The task: Give back all the data below exactly as it is shown.

(Records supplied Opens)

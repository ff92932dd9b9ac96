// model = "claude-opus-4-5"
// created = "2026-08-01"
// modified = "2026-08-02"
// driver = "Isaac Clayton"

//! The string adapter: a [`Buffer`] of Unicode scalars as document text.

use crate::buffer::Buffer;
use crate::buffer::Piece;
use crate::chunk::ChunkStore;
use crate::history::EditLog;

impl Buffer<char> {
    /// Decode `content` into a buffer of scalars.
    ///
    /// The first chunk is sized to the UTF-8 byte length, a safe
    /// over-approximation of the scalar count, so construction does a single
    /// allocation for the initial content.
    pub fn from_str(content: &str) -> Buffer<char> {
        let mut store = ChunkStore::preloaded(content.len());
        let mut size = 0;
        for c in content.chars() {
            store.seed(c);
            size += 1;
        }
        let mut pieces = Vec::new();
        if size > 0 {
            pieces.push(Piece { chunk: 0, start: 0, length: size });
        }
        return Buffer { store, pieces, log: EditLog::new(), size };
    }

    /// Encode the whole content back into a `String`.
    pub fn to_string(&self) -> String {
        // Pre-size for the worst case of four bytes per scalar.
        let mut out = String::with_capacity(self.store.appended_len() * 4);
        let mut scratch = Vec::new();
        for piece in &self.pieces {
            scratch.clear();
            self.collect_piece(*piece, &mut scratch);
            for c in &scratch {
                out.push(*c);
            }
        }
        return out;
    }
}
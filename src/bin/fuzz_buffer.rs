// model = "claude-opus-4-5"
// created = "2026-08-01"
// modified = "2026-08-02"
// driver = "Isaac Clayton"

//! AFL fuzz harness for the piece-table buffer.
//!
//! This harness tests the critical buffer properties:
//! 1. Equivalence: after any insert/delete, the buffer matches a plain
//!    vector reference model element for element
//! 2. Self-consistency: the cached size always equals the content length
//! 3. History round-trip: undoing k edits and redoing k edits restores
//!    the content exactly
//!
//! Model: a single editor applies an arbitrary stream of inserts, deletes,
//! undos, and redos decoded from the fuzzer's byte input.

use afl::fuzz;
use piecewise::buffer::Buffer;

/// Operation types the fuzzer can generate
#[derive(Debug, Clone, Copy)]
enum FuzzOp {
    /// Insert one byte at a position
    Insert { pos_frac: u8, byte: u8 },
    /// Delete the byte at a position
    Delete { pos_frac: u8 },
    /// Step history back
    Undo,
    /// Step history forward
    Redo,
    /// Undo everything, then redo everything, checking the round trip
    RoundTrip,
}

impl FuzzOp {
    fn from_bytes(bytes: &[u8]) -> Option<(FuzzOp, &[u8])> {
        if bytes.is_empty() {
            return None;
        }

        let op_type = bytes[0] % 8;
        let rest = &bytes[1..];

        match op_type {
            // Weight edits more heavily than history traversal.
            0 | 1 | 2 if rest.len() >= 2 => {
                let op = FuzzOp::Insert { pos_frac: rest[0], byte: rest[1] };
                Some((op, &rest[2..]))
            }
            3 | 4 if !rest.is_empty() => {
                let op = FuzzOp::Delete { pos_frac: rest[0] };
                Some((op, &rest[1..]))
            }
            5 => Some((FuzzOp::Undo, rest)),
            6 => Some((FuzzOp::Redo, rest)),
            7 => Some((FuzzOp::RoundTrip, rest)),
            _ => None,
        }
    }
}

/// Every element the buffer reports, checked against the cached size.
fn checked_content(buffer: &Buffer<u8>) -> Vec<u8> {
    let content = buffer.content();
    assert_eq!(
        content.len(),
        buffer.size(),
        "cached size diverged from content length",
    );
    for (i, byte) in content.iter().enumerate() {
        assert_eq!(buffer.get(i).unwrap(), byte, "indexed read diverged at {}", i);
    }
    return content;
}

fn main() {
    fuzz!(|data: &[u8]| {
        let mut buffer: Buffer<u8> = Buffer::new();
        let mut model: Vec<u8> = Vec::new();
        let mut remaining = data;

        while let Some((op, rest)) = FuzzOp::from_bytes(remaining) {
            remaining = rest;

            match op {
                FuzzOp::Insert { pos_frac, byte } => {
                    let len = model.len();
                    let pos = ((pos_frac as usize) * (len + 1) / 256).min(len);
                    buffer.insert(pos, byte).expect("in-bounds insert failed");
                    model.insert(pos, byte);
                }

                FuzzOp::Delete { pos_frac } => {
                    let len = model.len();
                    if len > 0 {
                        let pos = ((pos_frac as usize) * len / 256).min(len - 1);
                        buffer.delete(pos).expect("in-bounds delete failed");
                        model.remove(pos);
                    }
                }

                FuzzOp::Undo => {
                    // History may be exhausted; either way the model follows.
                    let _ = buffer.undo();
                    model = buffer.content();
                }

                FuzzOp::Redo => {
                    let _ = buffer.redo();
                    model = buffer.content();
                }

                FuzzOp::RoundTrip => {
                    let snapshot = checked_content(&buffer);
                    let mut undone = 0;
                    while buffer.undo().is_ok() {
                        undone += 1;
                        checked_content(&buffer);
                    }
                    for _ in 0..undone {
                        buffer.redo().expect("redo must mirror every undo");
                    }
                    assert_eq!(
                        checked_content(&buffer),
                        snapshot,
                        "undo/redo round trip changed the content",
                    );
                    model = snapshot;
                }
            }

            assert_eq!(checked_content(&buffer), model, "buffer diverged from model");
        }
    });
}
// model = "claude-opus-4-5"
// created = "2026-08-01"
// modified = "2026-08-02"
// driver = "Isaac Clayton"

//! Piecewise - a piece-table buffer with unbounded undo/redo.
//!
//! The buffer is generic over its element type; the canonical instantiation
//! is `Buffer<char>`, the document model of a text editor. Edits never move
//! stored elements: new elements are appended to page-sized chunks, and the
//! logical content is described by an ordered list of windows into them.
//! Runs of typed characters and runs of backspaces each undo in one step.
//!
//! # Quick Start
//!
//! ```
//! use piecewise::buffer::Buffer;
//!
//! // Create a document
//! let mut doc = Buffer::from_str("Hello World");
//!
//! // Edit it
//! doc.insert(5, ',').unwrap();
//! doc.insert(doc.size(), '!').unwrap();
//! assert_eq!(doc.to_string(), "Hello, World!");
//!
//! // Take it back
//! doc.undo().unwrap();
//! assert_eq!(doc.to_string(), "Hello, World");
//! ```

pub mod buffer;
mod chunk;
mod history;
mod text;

(Records supplied Closes)

Exercise result:
repository ff92932dd9b9ac96
// model = "claude-opus-4-5"
// created = "2026-08-01"
// modified = "2026-08-02"
// driver = "Isaac Clayton"

//! The string adapter: a [`Buffer`] of Unicode scalars as document text.

use crate::buffer::Buffer;
use crate::buffer::Piece;
use crate::chunk::ChunkStore;
use crate::history::EditLog;

impl Buffer<char> {
    /// Decode `content` into a buffer of scalars.
    ///
    /// The first chunk is sized to the UTF-8 byte length, a safe
    /// over-approximation of the scalar count, so construction does a single
    /// allocation for the initial content.
    pub fn from_str(content: &str) -> Buffer<char> {
        let mut store = ChunkStore::preloaded(content.len());
        let mut size = 0;
        for c in content.chars() {
            store.seed(c);
            size += 1;
        }
        let mut pieces = Vec::new();
        if size > 0 {
            pieces.push(Piece { chunk: 0, start: 0, length: size });
        }
        return Buffer { store, pieces, log: EditLog::new(), size };
    }

    /// Encode the whole content back into a `String`.
    pub fn to_string(&self) -> String {
        // Pre-size for the worst case of four bytes per scalar.
        let mut out = String::with_capacity(self.store.appended_len() * 4);
        let mut scratch = Vec::new();
        for piece in &self.pieces {
            scratch.clear();
            self.collect_piece(*piece, &mut scratch);
            for c in &scratch {
                out.push(*c);
            }
        }
        return out;
    }
}
filename src/bin/fuzz_buffer.rs
// model = "claude-opus-4-5"
// created = "2026-08-01"
// modified = "2026-08-02"
// driver = "Isaac Clayton"

//! AFL fuzz harness for the piece-table buffer.
//!
//! This harness tests the critical buffer properties:
//! 1. Equivalence: after any insert/delete, the buffer matches a plain
//!    vector reference model element for element
//! 2. Self-consistency: the cached size always equals the content length
//! 3. History round-trip: undoing k edits and redoing k edits restores
//!    the content exactly
//!
//! Model: a single editor applies an arbitrary stream of inserts, deletes,
//! undos, and redos decoded from the fuzzer's byte input.

use afl::fuzz;
use piecewise::buffer::Buffer;

/// Operation types the fuzzer can generate
#[derive(Debug, Clone, Copy)]
enum FuzzOp {
    /// Insert one byte at a position
    Insert { pos_frac: u8, byte: u8 },
    /// Delete the byte at a position
    Delete { pos_frac: u8 },
    /// Step history back
    Undo,
    /// Step history forward
    Redo,
    /// Undo everything, then redo everything, checking the round trip
    RoundTrip,
}

impl FuzzOp {
    fn from_bytes(bytes: &[u8]) -> Option<(FuzzOp, &[u8])> {
        if bytes.is_empty() {
            return None;
        }

        let op_type = bytes[0] % 8;
        let rest = &bytes[1..];

        match op_type {
            // Weight edits more heavily than history traversal.
            0 | 1 | 2 if rest.len() >= 2 => {
                let op = FuzzOp::Insert { pos_frac: rest[0], byte: rest[1] };
                Some((op, &rest[2..]))
            }
            3 | 4 if !rest.is_empty() => {
                let op = FuzzOp::Delete { pos_frac: rest[0] };
                Some((op, &rest[1..]))
            }
            5 => Some((FuzzOp::Undo, rest)),
            6 => Some((FuzzOp::Redo, rest)),
            7 => Some((FuzzOp::RoundTrip, rest)),
            _ => None,
        }
    }
}

/// Every element the buffer reports, checked against the cached size.
fn checked_content(buffer: &Buffer<u8>) -> Vec<u8> {
    let content = buffer.content();
    assert_eq!(
        content.len(),
        buffer.size(),
        "cached size diverged from content length",
    );
    for (i, byte) in content.iter().enumerate() {
        assert_eq!(buffer.get(i).unwrap(), byte, "indexed read diverged at {}", i);
    }
    return content;
}

fn main() {
    fuzz!(|data: &[u8]| {
        let mut buffer: Buffer<u8> = Buffer::new();
        let mut model: Vec<u8> = Vec::new();
        let mut remaining = data;

        while let Some((op, rest)) = FuzzOp::from_bytes(remaining) {
            remaining = rest;

            match op {
                FuzzOp::Insert { pos_frac, byte } => {
                    let len = model.len();
                    let pos = ((pos_frac as usize) * (len + 1) / 256).min(len);
                    buffer.insert(pos, byte).expect("in-bounds insert failed");
                    model.insert(pos, byte);
                }

                FuzzOp::Delete { pos_frac } => {
                    let len = model.len();
                    if len > 0 {
                        let pos = ((pos_frac as usize) * len / 256).min(len - 1);
                        buffer.delete(pos).expect("in-bounds delete failed");
                        model.remove(pos);
                    }
                }

                FuzzOp::Undo => {
                    // History may be exhausted; either way the model follows.
                    let _ = buffer.undo();
                    model = buffer.content();
                }

                FuzzOp::Redo => {
                    let _ = buffer.redo();
                    model = buffer.content();
                }

                FuzzOp::RoundTrip => {
                    let snapshot = checked_content(&buffer);
                    let mut undone = 0;
                    while buffer.undo().is_ok() {
                        undone += 1;
                        checked_content(&buffer);
                    }
                    for _ in 0..undone {
                        buffer.redo().expect("redo must mirror every undo");
                    }
                    assert_eq!(
                        checked_content(&buffer),
                        snapshot,
                        "undo/redo round trip changed the content",
                    );
                    model = snapshot;
                }
            }

            assert_eq!(checked_content(&buffer), model, "buffer diverged from model");
        }
    });
}
// model = "claude-opus-4-5"
// created = "2026-08-01"
// modified = "2026-08-02"
// driver = "Isaac Clayton"

//! Piecewise - a piece-table buffer with unbounded undo/redo.
//!
//! The buffer is generic over its element type; the canonical instantiation
//! is `Buffer<char>`, the document model of a text editor. Edits never move
//! stored elements: new elements are appended to page-sized chunks, and the
//! logical content is described by an ordered list of windows into them.
//! Runs of typed characters and runs of backspaces each undo in one step.
//!
//! # Quick Start
//!
//! ```
//! use piecewise::buffer::Buffer;
//!
//! // Create a document
//! let mut doc = Buffer::from_str("Hello World");
//!
//! // Edit it
//! doc.insert(5, ',').unwrap();
//! doc.insert(doc.size(), '!').unwrap();
//! assert_eq!(doc.to_string(), "Hello, World!");
//!
//! // Take it back
//! doc.undo().unwrap();
//! assert_eq!(doc.to_string(), "Hello, World");
//! ```

pub mod buffer;
mod chunk;
mod history;
mod text;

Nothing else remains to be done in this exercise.